Si hubiéramos aprovechado los años de expansión para alivianar el peso del Estado, hoy el gobierno tendría margen para aumentar las contrataciones, aplicando una política fiscal contracíclica de tipo keynesiano. Pero el dúo Astori-Bergara no dejó margen posible, y el “espacio fiscal” se fue en dislates de todo tipo, más propios de la Roma de Alarico que de la institucionalidad de la que nos enorgullecíamos.
¿Cómo producir empleo sin agravar la situación fiscal? La ortodoxia neoliberal y su teoría del “derrame” indica que si se crean las condiciones e incentivos adecuados, el mercado resolverá el problema. De algún modo urgirán oportunidades de venta de productos y servicios, eso a su vez dará lugar a la formación de empresas nuevas –o la expansión de las existentes – y con ello aumentará la demanda de trabajo. El problema radica en que en el contexto mundial actual, esto puede insumir años.
¿Existen otras alternativas? Claramente sí, solo que no surgirán de los textos de economía. Por el contrario, es necesario desempolvar los libros de historia de la década del ´30, la última vez que el mundo se enfrentó a una situación parecida. El mismo Ben Bernanke, presidente de la Reserva Federal de EE.UU. durante la crisis del 2008, era un experto en la Gran Depresión, formación que le permitió reconocer rápidamente la naturaleza del problema y actuar inmediatamente. No le faltaban pergaminos académicos, pero al momento de la acción, Bernanke recurrió a soluciones probadas durante el New Deal de Franklin D. Roosevelt. A riesgo de equivocarse, el presidente de la Fed se aferró a la enseñanza del presidente de los Estados Unidos durante la Gran Depresión, quien advertía que “lo peor es la inacción”.

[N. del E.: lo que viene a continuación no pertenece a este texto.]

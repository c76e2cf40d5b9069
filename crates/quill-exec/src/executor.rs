use std::fs::Permissions;
use std::io::Write;
use std::path::Component;
use std::path::Path;
use std::path::PathBuf;

use quill_core::Action;
use quill_core::Decision;
use quill_core::ExecutionError;
use quill_core::Outcome;
use quill_core::Presenter;
use quill_core::Proposal;
use tempfile::NamedTempFile;

/// Turns an approved proposal into its effect, and nothing else.
#[derive(Debug, Clone, Copy, PartialEq, Eq)]
pub struct ActionExecutor {
    pub guard_stale: bool,
    /// Copy the original next to the target before replacing it.
    pub backup: bool,
}

impl Default for ActionExecutor {
    fn default() -> Self {
        Self {
            guard_stale: true,
            backup: false,
        }
    }
}

impl ActionExecutor {
    pub fn new(guard_stale: bool) -> Self {
        Self {
            guard_stale,
            ..Self::default()
        }
    }

    pub fn with_backup(mut self, backup: bool) -> Self {
        self.backup = backup;
        self
    }

    pub fn execute(
        &self,
        proposal: &Proposal,
        decision: Option<Decision>,
    ) -> Result<Outcome, ExecutionError> {
        let (path, new_content) = match &proposal.action {
            Action::AnswerQuestion { answer } => return Ok(Outcome::Displayed(answer.clone())),
            Action::EditFile {
                path, new_content, ..
            } => (path, new_content),
        };
        if decision != Some(Decision::Approved) {
            tracing::info!(path = %path, "edit discarded");
            return Ok(Outcome::Discarded);
        }

        let snapshot = &proposal.source_snapshot;
        let action_path = Path::new(path.as_str());
        if normalized(snapshot.path()) != normalized(action_path) {
            return Err(ExecutionError::PathMismatch {
                snapshot: snapshot.path().to_path_buf(),
                action: action_path.to_path_buf(),
            });
        }
        let target = snapshot.path();

        if self.guard_stale {
            match snapshot.matches_disk() {
                Ok(true) => {}
                Ok(false) => {
                    tracing::warn!(path = %target.display(), "target changed since snapshot");
                    return Ok(Outcome::Failed(format!(
                        "{} changed on disk after it was read; edit not applied",
                        target.display()
                    )));
                }
                Err(err) => {
                    return Ok(Outcome::Failed(format!(
                        "cannot re-read {}: {err}",
                        target.display()
                    )));
                }
            }
        }

        let resolved = resolve_target(target);
        if let Err(err) = ensure_writable(&resolved) {
            tracing::warn!(path = %resolved.display(), error = %err, "edit refused");
            return Ok(Outcome::Failed(format!(
                "cannot write {}: {err}",
                target.display()
            )));
        }
        if self.backup {
            match backup_file(&resolved) {
                Ok(copy) => tracing::info!(backup = %copy.display(), "original backed up"),
                Err(err) => {
                    tracing::warn!(path = %resolved.display(), error = %err, "backup failed");
                    return Ok(Outcome::Failed(format!(
                        "cannot back up {}: {err}; edit not applied",
                        target.display()
                    )));
                }
            }
        }

        match replace_file(&resolved, new_content) {
            Ok(()) => {
                tracing::info!(path = %target.display(), bytes = new_content.len(), "edit applied");
                Ok(Outcome::Applied(target.to_path_buf()))
            }
            Err(err) => {
                tracing::warn!(path = %target.display(), error = %err, "edit failed");
                Ok(Outcome::Failed(format!(
                    "cannot write {}: {err}",
                    target.display()
                )))
            }
        }
    }

    pub fn execute_and_report(
        &self,
        proposal: &Proposal,
        decision: Option<Decision>,
        presenter: &mut dyn Presenter,
    ) -> Result<Outcome, ExecutionError> {
        let outcome = self.execute(proposal, decision)?;
        presenter.show_outcome(&outcome);
        Ok(outcome)
    }
}

fn normalized(path: &Path) -> PathBuf {
    path.components()
        .filter(|component| !matches!(component, Component::CurDir))
        .collect()
}

/// Follows symlinks so the rename replaces the file they point at, not the link.
fn resolve_target(target: &Path) -> PathBuf {
    std::fs::canonicalize(target).unwrap_or_else(|_| target.to_path_buf())
}

fn ensure_writable(target: &Path) -> std::io::Result<()> {
    match std::fs::metadata(target) {
        Ok(meta) if meta.is_file() && meta.permissions().readonly() => Err(std::io::Error::new(
            std::io::ErrorKind::PermissionDenied,
            "file is read-only",
        )),
        _ => Ok(()),
    }
}

/// Copies `target` to `<stem>.backup_<unix seconds>[.<ext>]` beside it.
fn backup_file(target: &Path) -> std::io::Result<PathBuf> {
    let stem = target
        .file_stem()
        .map(|stem| stem.to_string_lossy().into_owned())
        .unwrap_or_default();
    let mut name = format!("{stem}.backup_{}", chrono::Utc::now().timestamp());
    if let Some(ext) = target.extension() {
        name.push('.');
        name.push_str(&ext.to_string_lossy());
    }
    let copy = target.with_file_name(name);
    std::fs::copy(target, &copy)?;
    Ok(copy)
}

/// Replaces `target` whole: write a sibling temp file, fsync, rename over.
///
/// The temp file is deleted on every error path, so the target either keeps
/// its old bytes or holds all of `content`.
fn replace_file(target: &Path, content: &str) -> std::io::Result<()> {
    let dir = match target.parent() {
        Some(parent) if !parent.as_os_str().is_empty() => parent,
        _ => Path::new("."),
    };
    let permissions: Option<Permissions> = std::fs::metadata(target)
        .ok()
        .map(|meta| meta.permissions());

    let mut tmp = NamedTempFile::new_in(dir)?;
    tmp.write_all(content.as_bytes())?;
    tmp.as_file().sync_all()?;
    if let Some(permissions) = permissions {
        tmp.as_file().set_permissions(permissions)?;
    }
    tmp.persist(target).map_err(|err| err.error)?;

    if let Err(err) = sync_dir(dir) {
        tracing::warn!(dir = %dir.display(), error = %err, "directory fsync failed");
    }
    Ok(())
}

#[cfg(unix)]
fn sync_dir(dir: &Path) -> std::io::Result<()> {
    std::fs::File::open(dir)?.sync_all()
}

#[cfg(not(unix))]
fn sync_dir(_dir: &Path) -> std::io::Result<()> {
    Ok(())
}
use std::cell::RefCell;
use std::fs;
use std::path::PathBuf;
use std::rc::Rc;

use pretty_assertions::assert_eq;
use quill_core::OracleError;
use quill_core::OperatorResponse;
use quill_core::PlainPresenter;
use quill_core::ScriptedInput;
use serde_json::json;
use tempfile::tempdir;
use tempfile::TempDir;

pub(super) use super::Pipeline;
pub(super) use super::RunReport;
pub(super) use crate::executor::ActionExecutor;
pub(super) use crate::oracle::Oracle;
pub(super) use crate::oracle::OracleRequest;
pub(super) use quill_core::Decision;
pub(super) use quill_core::Outcome;
pub(super) use quill_core::ParseError;
pub(super) use quill_core::PipelineError;


/// Replays a canned reply and remembers what it was asked.
struct FakeOracle {
    reply: Result<String, String>,
    seen: Rc<RefCell<Vec<OracleRequest>>>,
}

impl FakeOracle {
    fn replying(reply: impl Into<String>) -> Self {
        Self {
            reply: Ok(reply.into()),
            seen: Rc::default(),
        }
    }

    fn failing(reason: &str) -> Self {
        Self {
            reply: Err(reason.to_string()),
            seen: Rc::default(),
        }
    }

    fn requests(&self) -> Rc<RefCell<Vec<OracleRequest>>> {
        Rc::clone(&self.seen)
    }
}

impl Oracle for FakeOracle {
    fn name(&self) -> &'static str {
        "fake"
    }

    fn propose(&self, request: &OracleRequest) -> Result<String, OracleError> {
        self.seen.borrow_mut().push(request.clone());
        self.reply.clone().map_err(OracleError::Transport)
    }
}

struct Workspace {
    _dir: TempDir,
    file: PathBuf,
}

impl Workspace {
    fn with_file(name: &str, content: &str) -> Self {
        let dir = tempdir().expect("tmpdir");
        let file = dir.path().join(name);
        fs::write(&file, content).expect("write fixture");
        Self { _dir: dir, file }
    }

    fn path_str(&self) -> String {
        self.file.to_string_lossy().into_owned()
    }

    fn content(&self) -> String {
        fs::read_to_string(&self.file).expect("read fixture")
    }
}

fn edit_reply(path: &str, new_content: &str) -> String {
    json!({
        "action": "EDIT_FILE",
        "path": path,
        "explanation": "adds a doc comment",
        "new_content": new_content,
    })
    .to_string()
}

struct Run {
    result: Result<RunReport, PipelineError>,
    shown: String,
    prompts: Vec<String>,
}

fn run_with(pipeline: &mut Pipeline, workspace: &Workspace, responses: Vec<OperatorResponse>) -> Run {
    let mut presenter = PlainPresenter::new(Vec::new());
    let mut input = ScriptedInput::new(responses);
    let result = pipeline.run("add docs", &workspace.file, &mut presenter, &mut input);
    Run {
        result,
        shown: String::from_utf8(presenter.into_inner()).expect("utf8"),
        prompts: input.prompts().to_vec(),
    }
}

fn run_once(reply: String, workspace: &Workspace, responses: Vec<OperatorResponse>) -> Run {
    let mut pipeline = Pipeline::new(Box::new(FakeOracle::replying(reply)));
    run_with(&mut pipeline, workspace, responses)
}

fn line(text: &str) -> OperatorResponse {
    OperatorResponse::Line(text.to_string())
}

#[test]
fn oracle_sees_snapshot_content_and_name() {
    let workspace = Workspace::with_file("calc.py", "def add(a, b):\n    return a + b\n");
    let oracle = FakeOracle::replying(r#"{"action":"ANSWER_QUESTION","answer":"adds"}"#);
    let requests = oracle.requests();
    let mut presenter = PlainPresenter::new(Vec::new());
    let mut input = ScriptedInput::default();

    let result = Pipeline::new(Box::new(oracle)).run(
        "what does it do?",
        &workspace.file,
        &mut presenter,
        &mut input,
    );

    assert!(result.is_ok());
    let seen = requests.borrow();
    assert_eq!(seen.len(), 1);
    assert_eq!(seen[0].filename, workspace.path_str());
    assert_eq!(seen[0].file_content, "def add(a, b):\n    return a + b\n");
    assert_eq!(seen[0].instruction, "what does it do?");
}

Lo que no podemos permitirnos es que los jóvenes que salen todos los días al mercado de trabajo se encuentren sin alternativas tangibles. No podemos esperar a que las condiciones de mercado mejoren y que por arte de magia las empresas empiecen a contratar. Tampoco podemos permitir que la primera experiencia de trabajo de los jóvenes sea la informalidad y la calle. Eso no sería digno del país que construimos con tanto esfuerzo. Existen muchos proyectos que necesitamos llevar adelante y que requieren de trabajadores. También contamos con excelentes instituciones educativas como la UTU, con capacidad y experiencia en formar y liderar equipos de trabajo con estudiantes hábiles para trabajos manuales y técnicos. El Estado cuenta además con el Mides, un instrumento apropiado para identificar y asistir a jóvenes en todo el territorio en busca de trabajo.
Entrenados y supervisados adecuadamente, estos jóvenes podrían producir en tierras del Instituto de Colonización, expandiendo la oferta de alimentos en el país, reduciendo las necesidades de importar, y asegurando que a nadie le falte alimento. Así, de a poco podríamos ir transformando el asistencialismo en virtud, dignificando el trabajo de los uruguayos. Dignidad y virtud, dos valores que no entran en las ecuaciones de ningún modelo económico, y que tampoco pueden ser compradas en ningún mercado.